The CA cited an AMLC report that “Cruz, Lagrosas, Vergara and Vasquez, in conspiracy with Go, used the bank accounts as channels to move and disguise the true source of the proceeds of the unlawful activity of ‘hacking’ or ‘cracking.’”
No income source
The court noted that Cruz, Lagrosas, Vergara, Vasquez and Go had “no known source of income that could justify the several huge financial transactions.”
Most of the $81 million was converted into pesos by remittance firm Philrem. On Go’s orders, the money was transferred to the bank accounts of Weikang Xu, believed to be involved in the gaming business as a junket operator, and to Eastern Hawaii Leisure Co. Ltd. and Bloomberry (Solaire operator).
The sixth person subject to the freeze order, Kam Sin Wong, has no direct links to the group.
However, he has the same surname as the incorporator of Eastern Hawaii Leisure, which operates a hotel-casino complex at the Cagayan Special Economic Zone.
Because casinos are not covered by the money-laundering law in contrast to other entities obliged to report suspicious transactions, it is uncertain what happened to the $81 million that flowed into Eastern Hawaiian and Solaire.
The conventional theory is that the funds had gone out of the country, although there’s no documentary evidence that the amount had been converted back into foreign exchange and remitted elsewhere.
Blame game
For its part, RCBC is investigating the manager of the bank branch in Makati that handled the transactions.

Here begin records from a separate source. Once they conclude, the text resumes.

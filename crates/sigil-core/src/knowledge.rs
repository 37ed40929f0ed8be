//! Per-caster symbol familiarity.
//!
//! Each (caster, symbol) pair carries a [`KnowledgeState`]. States only move
//! forward; the single way back is [`KnowledgeTracker::reset`], reserved for
//! administrative and contract-revocation flows.
//!
//! # Example
//!
//! ```
//! use sigil_core::caster::CasterId;
//! use sigil_core::knowledge::{KnowledgeState, KnowledgeTracker};
//! use sigil_core::symbol::SymbolId;
//!
//! let mut tracker = KnowledgeTracker::new();
//! let caster = CasterId::new(1);
//! let leaf = SymbolId::new("symbol_leaf");
//!
//! assert_eq!(tracker.get(caster, "symbol_leaf"), KnowledgeState::Hidden);
//!
//! tracker.update(caster, &leaf, KnowledgeState::Known);
//! // Downgrades are ignored.
//! tracker.update(caster, &leaf, KnowledgeState::Seen);
//! assert_eq!(tracker.get(caster, "symbol_leaf"), KnowledgeState::Known);
//! ```

use std::collections::BTreeMap;

use serde::{Deserialize, Serialize};
use tracing::{debug, info};

use crate::caster::CasterId;
use crate::symbol::SymbolId;

/// Familiarity tier of a caster with a symbol. Ordered `Hidden < Seen < Known`.
#[derive(
    Debug, Clone, Copy, Default, PartialEq, Eq, PartialOrd, Ord, Hash, Serialize, Deserialize,
)]
pub enum KnowledgeState {
    /// Never encountered.
    #[default]
    Hidden,
    /// Encountered once; meaning not yet understood.
    Seen,
    /// Fully understood; may be bound to a hotbar slot.
    Known,
}

impl KnowledgeState {
    /// The next tier, or `None` from `Known`.
    #[must_use]
    pub const fn next(self) -> Option<Self> {
        match self {
            Self::Hidden => Some(Self::Seen),
            Self::Seen => Some(Self::Known),
            Self::Known => None,
        }
    }

    /// Returns true for `Known`.
    #[must_use]
    pub const fn is_known(self) -> bool {
        matches!(self, Self::Known)
    }
}

/// Result of a knowledge update.
#[derive(Debug, Clone, Copy, PartialEq, Eq, Serialize, Deserialize)]
pub enum KnowledgeChange {
    /// The state moved forward.
    Advanced {
        /// State before the update.
        from: KnowledgeState,
        /// State after the update.
        to: KnowledgeState,
    },
    /// The request was not strictly greater than the current state.
    Unchanged {
        /// The retained state.
        current: KnowledgeState,
    },
}

impl KnowledgeChange {
    /// Returns true if the state moved.
    #[must_use]
    pub const fn is_advanced(self) -> bool {
        matches!(self, Self::Advanced { .. })
    }
}

/// Owner and sole writer of every caster's knowledge table.
#[derive(Debug, Clone, Default, PartialEq, Serialize, Deserialize)]
pub struct KnowledgeTracker {
    tables: BTreeMap<CasterId, BTreeMap<SymbolId, KnowledgeState>>,
}

impl KnowledgeTracker {
    /// Creates an empty tracker; every pair starts `Hidden`.
    #[must_use]
    pub fn new() -> Self {
        Self::default()
    }

    /// Current state of a pair, `Hidden` if untracked.
    #[must_use]
    pub fn get(&self, caster: CasterId, symbol: &str) -> KnowledgeState {
        self.tables
            .get(&caster)
            .and_then(|table| table.get(symbol))
            .copied()
            .unwrap_or_default()
    }

    /// Moves a pair to `new_state` if it is strictly greater than the current
    /// state. Anything else is a logged no-op.
    pub fn update(
        &mut self,
        caster: CasterId,
        symbol: &SymbolId,
        new_state: KnowledgeState,
    ) -> KnowledgeChange {
        let current = self.get(caster, symbol.as_str());
        if new_state <= current {
            debug!(
                %caster,
                %symbol,
                ?current,
                requested = ?new_state,
                "ignoring non-advancing knowledge update"
            );
            return KnowledgeChange::Unchanged { current };
        }
        self.tables
            .entry(caster)
            .or_default()
            .insert(symbol.clone(), new_state);
        KnowledgeChange::Advanced {
            from: current,
            to: new_state,
        }
    }

    /// Advances a pair by exactly one tier.
    pub fn promote(&mut self, caster: CasterId, symbol: &SymbolId) -> KnowledgeChange {
        let current = self.get(caster, symbol.as_str());
        match current.next() {
            Some(next) => self.update(caster, symbol, next),
            None => KnowledgeChange::Unchanged { current },
        }
    }

    /// Administrative reset of a pair back to `Hidden`.
    ///
    /// Returns the state held before the reset.
    pub fn reset(&mut self, caster: CasterId, symbol: &str) -> KnowledgeState {
        let previous = self
            .tables
            .get_mut(&caster)
            .and_then(|table| table.remove(symbol))
            .unwrap_or_default();
        info!(%caster, symbol, ?previous, "knowledge reset");
        previous
    }

    /// Administrative reset of every symbol a caster knows.
    pub fn reset_caster(&mut self, caster: CasterId) {
        if self.tables.remove(&caster).is_some() {
            info!(%caster, "knowledge table cleared");
        }
    }

    /// States of several symbols, in request order.
    #[must_use]
    pub fn bulk_query(&self, caster: CasterId, symbols: &[SymbolId]) -> Vec<KnowledgeState> {
        symbols
            .iter()
            .map(|symbol| self.get(caster, symbol.as_str()))
            .collect()
    }

    /// Returns true if every symbol is at least `minimum`.
    #[must_use]
    pub fn all_at_least(
        &self,
        caster: CasterId,
        symbols: &[SymbolId],
        minimum: KnowledgeState,
    ) -> bool {
        self.bulk_query(caster, symbols)
            .into_iter()
            .all(|state| state >= minimum)
    }

    /// Tracked (non-`Hidden`) pairs of a caster, ordered by symbol id.
    pub fn tracked(
        &self,
        caster: CasterId,
    ) -> impl Iterator<Item = (&SymbolId, KnowledgeState)> + '_ {
        self.tables
            .get(&caster)
            .into_iter()
            .flat_map(|table| table.iter().map(|(id, state)| (id, *state)))
    }
}
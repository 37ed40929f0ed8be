//! Combo resolution over a caster's buffered inputs.
//!
//! The [`ComboResolver`] matches the unconsumed inputs inside the combo window
//! against the registered [`ComboDefinition`]s. Rules are evaluated in strict
//! priority order and the first satisfied rule short-circuits, so a single
//! resolution produces at most one outcome:
//!
//! 1. **Combo match**: the whole window spells a registered combo.
//! 2. **Experiment**: at least two inputs, all `Known`, no registered combo.
//! 3. **Discovery**: a single input whose symbol is not yet `Known`.
//! 4. **Fizzle**: the oldest unconsumed input has outlived the window.
//!
//! # Longest match
//!
//! A window that matches a combo but is also the prefix of a longer combo is
//! held back, so the longer combo stays reachable. The held match fires when
//! the window times out, or as soon as a later input leaves the trie: only
//! the matched inputs are consumed and the rest stay buffered. A window that
//! prefixes a registered combo is pending rather than an experiment; if the
//! longer combo never arrives, known inputs still resolve as an experiment at
//! timeout.
//!
//! # Tie-break
//!
//! Registering the same sequence twice keeps the earliest registration.
//!
//! # Example
//!
//! ```
//! use sigil_core::buffer::{InputEvent, InputSequenceBuffer};
//! use sigil_core::caster::CasterId;
//! use sigil_core::knowledge::KnowledgeTracker;
//! use sigil_core::resolver::{ComboDefinition, ComboResolver, OutcomeKind};
//! use sigil_core::symbol::{Concept, SymbolId};
//! use sigil_core::time::{SimDuration, SimTime};
//!
//! let combos = vec![ComboDefinition::new(vec![Concept::Flame, Concept::Gale], "firestorm")];
//! let resolver = ComboResolver::new(combos, SimDuration::from_millis(1500)).unwrap();
//!
//! let caster = CasterId::new(1);
//! let mut knowledge = KnowledgeTracker::new();
//! let mut buffer = InputSequenceBuffer::default();
//! buffer.push(InputEvent::new(SymbolId::new("a"), Concept::Flame, SimTime::from_millis(0)));
//! buffer.push(InputEvent::new(SymbolId::new("b"), Concept::Gale, SimTime::from_millis(200)));
//!
//! let resolution = resolver
//!     .resolve_after_push(caster, &mut buffer, &mut knowledge, SimTime::from_millis(200))
//!     .unwrap();
//! assert_eq!(resolution.kind, OutcomeKind::ComboMatch);
//! assert!(buffer.is_empty());
//! ```

mod combo;
mod trie;

pub use combo::{ComboDefinition, ComboError, SpellId, MIN_COMBO_LEN};

use std::collections::BTreeSet;

use serde::{Deserialize, Serialize};
use tracing::{debug, warn};

use crate::buffer::{InputEvent, InputSequenceBuffer};
use crate::caster::CasterId;
use crate::knowledge::{KnowledgeChange, KnowledgeState, KnowledgeTracker};
use crate::symbol::{Concept, SymbolId};
use crate::time::{SimDuration, SimTime};

use trie::ComboTrie;

/// Default maximum age of an unconsumed input before it fizzles.
pub const DEFAULT_COMBO_WINDOW: SimDuration = SimDuration::from_millis(1500);

/// Category of a resolution outcome.
#[derive(Debug, Clone, Copy, PartialEq, Eq, Hash, Serialize, Deserialize)]
pub enum OutcomeKind {
    /// A registered combo matched.
    ComboMatch,
    /// A plausible freeform sequence of known symbols.
    Experiment,
    /// A symbol's knowledge tier advanced.
    Discovery,
    /// The window expired without a match.
    Fizzle,
}

impl OutcomeKind {
    /// Returns true for outcomes that start a cast.
    #[must_use]
    pub const fn is_success(self) -> bool {
        matches!(self, Self::ComboMatch | Self::Experiment)
    }
}

/// A knowledge tier change produced by rule 3.
#[derive(Debug, Clone, PartialEq, Eq, Serialize, Deserialize)]
pub struct Discovery {
    /// The symbol that advanced.
    pub symbol: SymbolId,
    /// Tier before.
    pub from: KnowledgeState,
    /// Tier after.
    pub to: KnowledgeState,
}

/// One resolution outcome.
#[derive(Debug, Clone, PartialEq, Eq, Serialize, Deserialize)]
pub struct Resolution {
    /// Which rule fired.
    pub kind: OutcomeKind,
    /// The spell to cast; set for combo matches and experiments.
    pub spell: Option<SpellId>,
    /// Concepts of the inputs involved, in input order.
    pub concepts: Vec<Concept>,
    /// The inputs involved.
    pub inputs: Vec<InputEvent>,
    /// Knowledge change, for discoveries.
    pub discovery: Option<Discovery>,
}

impl Resolution {
    fn new(kind: OutcomeKind, spell: Option<SpellId>, inputs: Vec<InputEvent>) -> Self {
        Self {
            kind,
            spell,
            concepts: inputs.iter().map(|e| e.concept).collect(),
            inputs,
            discovery: None,
        }
    }
}

/// Matches buffered inputs against the registered combos.
///
/// Built once at startup; the combo table is immutable afterwards.
#[derive(Debug, Clone)]
pub struct ComboResolver {
    combos: Vec<ComboDefinition>,
    trie: ComboTrie,
    window: SimDuration,
}

impl ComboResolver {
    /// Builds a resolver from combo definitions, in registration order.
    ///
    /// Duplicated sequences keep the earliest registration and log a warning.
    pub fn new(definitions: Vec<ComboDefinition>, window: SimDuration) -> Result<Self, ComboError> {
        let mut trie = ComboTrie::new();
        let mut combos = Vec::with_capacity(definitions.len());
        for definition in definitions {
            definition.validate()?;
            match trie.insert(&definition.concepts, combos.len()) {
                Ok(()) => combos.push(definition),
                Err(existing) => {
                    let kept: &ComboDefinition = &combos[existing];
                    warn!(
                        kept = %kept.spell,
                        dropped = %definition.spell,
                        "duplicate combo sequence, keeping earliest registration"
                    );
                }
            }
        }
        Ok(Self {
            combos,
            trie,
            window,
        })
    }

    /// Logs combos that use concepts no symbol in this world maps to.
    ///
    /// Returns the unreachable spells.
    pub fn report_unreachable(&self, present: &BTreeSet<Concept>) -> Vec<SpellId> {
        let mut unreachable = Vec::new();
        for combo in &self.combos {
            if let Some(missing) = combo.concepts.iter().find(|c| !present.contains(*c)) {
                warn!(spell = %combo.spell, %missing, "combo is unreachable in this world");
                unreachable.push(combo.spell.clone());
            }
        }
        unreachable
    }

    /// Registered combos, in registration order.
    #[must_use]
    pub fn combos(&self) -> &[ComboDefinition] {
        &self.combos
    }

    /// Maximum age of an unconsumed input.
    #[must_use]
    pub fn window(&self) -> SimDuration {
        self.window
    }

    /// Resolution attempt after a successful buffer push.
    ///
    /// Evaluates all four rules against the inputs within the window.
    pub fn resolve_after_push(
        &self,
        caster: CasterId,
        buffer: &mut InputSequenceBuffer,
        knowledge: &mut KnowledgeTracker,
        now: SimTime,
    ) -> Option<Resolution> {
        let window = buffer.recent_unconsumed(now.saturating_sub(self.window));
        if window.is_empty() {
            return self.resolve_timeout(caster, buffer, knowledge, now);
        }
        let concepts: Vec<Concept> = window.iter().map(|e| e.concept).collect();
        let extendable = self.trie.has_extension(&concepts);

        // Rule 1: exact combo match over the full window.
        if let Some(index) = self.trie.exact(&concepts) {
            if !extendable {
                return Some(self.fire_combo(caster, buffer, index, window));
            }
            debug!(%caster, spell = %self.combos[index].spell, "holding match for longer combo");
        } else if concepts.len() >= MIN_COMBO_LEN && !extendable {
            // A held match whose longer combo was abandoned.
            if let Some(resolution) = self.fire_held_prefix(caster, buffer, &window) {
                return Some(resolution);
            }
            // Rule 2: all known, nothing registered.
            if let Some(resolution) = Self::experiment(caster, buffer, knowledge, window) {
                return Some(resolution);
            }
        } else if let [input] = window.as_slice() {
            // Rule 3: single unfamiliar symbol.
            if let Some(resolution) = Self::discover(caster, buffer, knowledge, input) {
                return Some(resolution);
            }
        }

        // Rule 4: timeout.
        self.resolve_timeout(caster, buffer, knowledge, now)
    }

    /// Timeout handling, evaluated every tick for casters with buffered input.
    ///
    /// Once the oldest unconsumed input is older than the window, pending
    /// inputs that all fit inside one window resolve in order of preference:
    ///
    /// - a combo spelled by all of them fires;
    /// - otherwise the longest registered prefix fires and the rest stay
    ///   buffered;
    /// - otherwise two or more `Known` inputs are an experiment;
    /// - otherwise the buffer fizzles and is cleared.
    ///
    /// Pending inputs spread wider than the window always fizzle.
    pub fn resolve_timeout(
        &self,
        caster: CasterId,
        buffer: &mut InputSequenceBuffer,
        knowledge: &KnowledgeTracker,
        now: SimTime,
    ) -> Option<Resolution> {
        let oldest = buffer.oldest_unconsumed()?.timestamp;
        if now.since(oldest) <= self.window {
            return None;
        }

        let pending = buffer.unconsumed();
        let concepts: Vec<Concept> = pending.iter().map(|e| e.concept).collect();
        // Inputs further apart than the window never formed one sequence.
        let held = pending
            .last()
            .is_some_and(|newest| newest.timestamp.since(oldest) <= self.window);
        if held {
            if let Some(index) = self.trie.exact(&concepts) {
                return Some(self.fire_combo(caster, buffer, index, pending));
            }
            if let Some(resolution) = self.fire_held_prefix(caster, buffer, &pending) {
                return Some(resolution);
            }
            if pending.len() >= MIN_COMBO_LEN {
                if let Some(resolution) =
                    Self::experiment(caster, buffer, knowledge, pending.clone())
                {
                    return Some(resolution);
                }
            }
        }

        buffer.clear();
        debug!(%caster, ?concepts, "fizzle");
        Some(Resolution::new(OutcomeKind::Fizzle, None, pending))
    }

    /// Fires the longest registered prefix of `inputs`, leaving the tail
    /// buffered.
    fn fire_held_prefix(
        &self,
        caster: CasterId,
        buffer: &mut InputSequenceBuffer,
        inputs: &[InputEvent],
    ) -> Option<Resolution> {
        let concepts: Vec<Concept> = inputs.iter().map(|e| e.concept).collect();
        let (len, index) = self.trie.longest_match(&concepts)?;
        if len < MIN_COMBO_LEN {
            return None;
        }
        debug!(%caster, left = inputs.len() - len, "releasing held match");
        Some(self.fire_combo(caster, buffer, index, inputs[..len].to_vec()))
    }

    fn experiment(
        caster: CasterId,
        buffer: &mut InputSequenceBuffer,
        knowledge: &KnowledgeTracker,
        inputs: Vec<InputEvent>,
    ) -> Option<Resolution> {
        let symbols: Vec<SymbolId> = inputs.iter().map(|e| e.symbol.clone()).collect();
        if !knowledge.all_at_least(caster, &symbols, KnowledgeState::Known) {
            return None;
        }
        buffer.mark_consumed(&inputs);
        let resolution = Resolution::new(
            OutcomeKind::Experiment,
            Some(SpellId::experiment()),
            inputs,
        );
        debug!(%caster, concepts = ?resolution.concepts, "plausible experiment");
        Some(resolution)
    }

    fn fire_combo(
        &self,
        caster: CasterId,
        buffer: &mut InputSequenceBuffer,
        index: usize,
        inputs: Vec<InputEvent>,
    ) -> Resolution {
        let spell = self.combos[index].spell.clone();
        buffer.mark_consumed(&inputs);
        debug!(%caster, %spell, "combo matched");
        Resolution::new(OutcomeKind::ComboMatch, Some(spell), inputs)
    }

    fn discover(
        caster: CasterId,
        buffer: &mut InputSequenceBuffer,
        knowledge: &mut KnowledgeTracker,
        input: &InputEvent,
    ) -> Option<Resolution> {
        let KnowledgeChange::Advanced { from, to } = knowledge.promote(caster, &input.symbol)
        else {
            return None;
        };
        // A first sighting stays buffered for real combo matching.
        if from != KnowledgeState::Hidden {
            buffer.mark_consumed(std::slice::from_ref(input));
        }
        debug!(%caster, symbol = %input.symbol, ?from, ?to, "discovery");
        let mut resolution = Resolution::new(OutcomeKind::Discovery, None, vec![input.clone()]);
        resolution.discovery = Some(Discovery {
            symbol: input.symbol.clone(),
            from,
            to,
        });
        Some(resolution)
    }
}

The bank has issued a show-cause order to the branch manager, who was accused of having been lax with the know-your-customer rule when she allowed these people to open bank accounts.
Go, the former owner of S&R membership shopping network, has denied owning the US dollar bank account that consolidated the other accounts for eventual conversion into pesos through Philrem.
Without consent
Go accused the RCBC branch manager of “performing acts of falsification of commercial documents” and of opening fictitious bank accounts for his company, Centurytex, allegedly without his consent. This was the account used to facilitate the deposit of the large amount of remittance and its conversion into pesos.
Based on documents, RCBC officials had no reason to doubt the validity of the remittance from Bangladesh. The branch manager also cited several superiors attesting to the validity of the transactions, which—on paper—were backed by underlying infrastructure projects in Bangladesh.
Loan payment
A $25-million transaction was supposedly ordered by BB on behalf of the government’s The Kanchur, Meghna and Gumti 2nd Bridges Construction project. The amount was remitted to the account of Vasquez purportedly for the payment of a “loan” from Japan International Cooperation Agency (Jica).
A payment for $30 million to Lagrosas, an IT professional, likewise under a Jica “loan,” was supposedly ordered on behalf of Dhaka Mass Rapid Trans. Dev. project
A $6-million payment order on behalf of an IPFF project cell was supposedly to pay for Cruz’s consultancy fees. Another payment worth $19 million was supposedly from Bheramara Combined Cycle Power Plan Development Project with Vergara as beneficiary, citing “engineering consulting fees.”
Questions have been raised on how the fraudulent orders slipped through the US financial system as the transactions involved the Federal Reserve Bank of New York (where BB is an account holder) and US correspondent banks—Citibank, The Bank of New York Mellon and Wells Fargo Bank.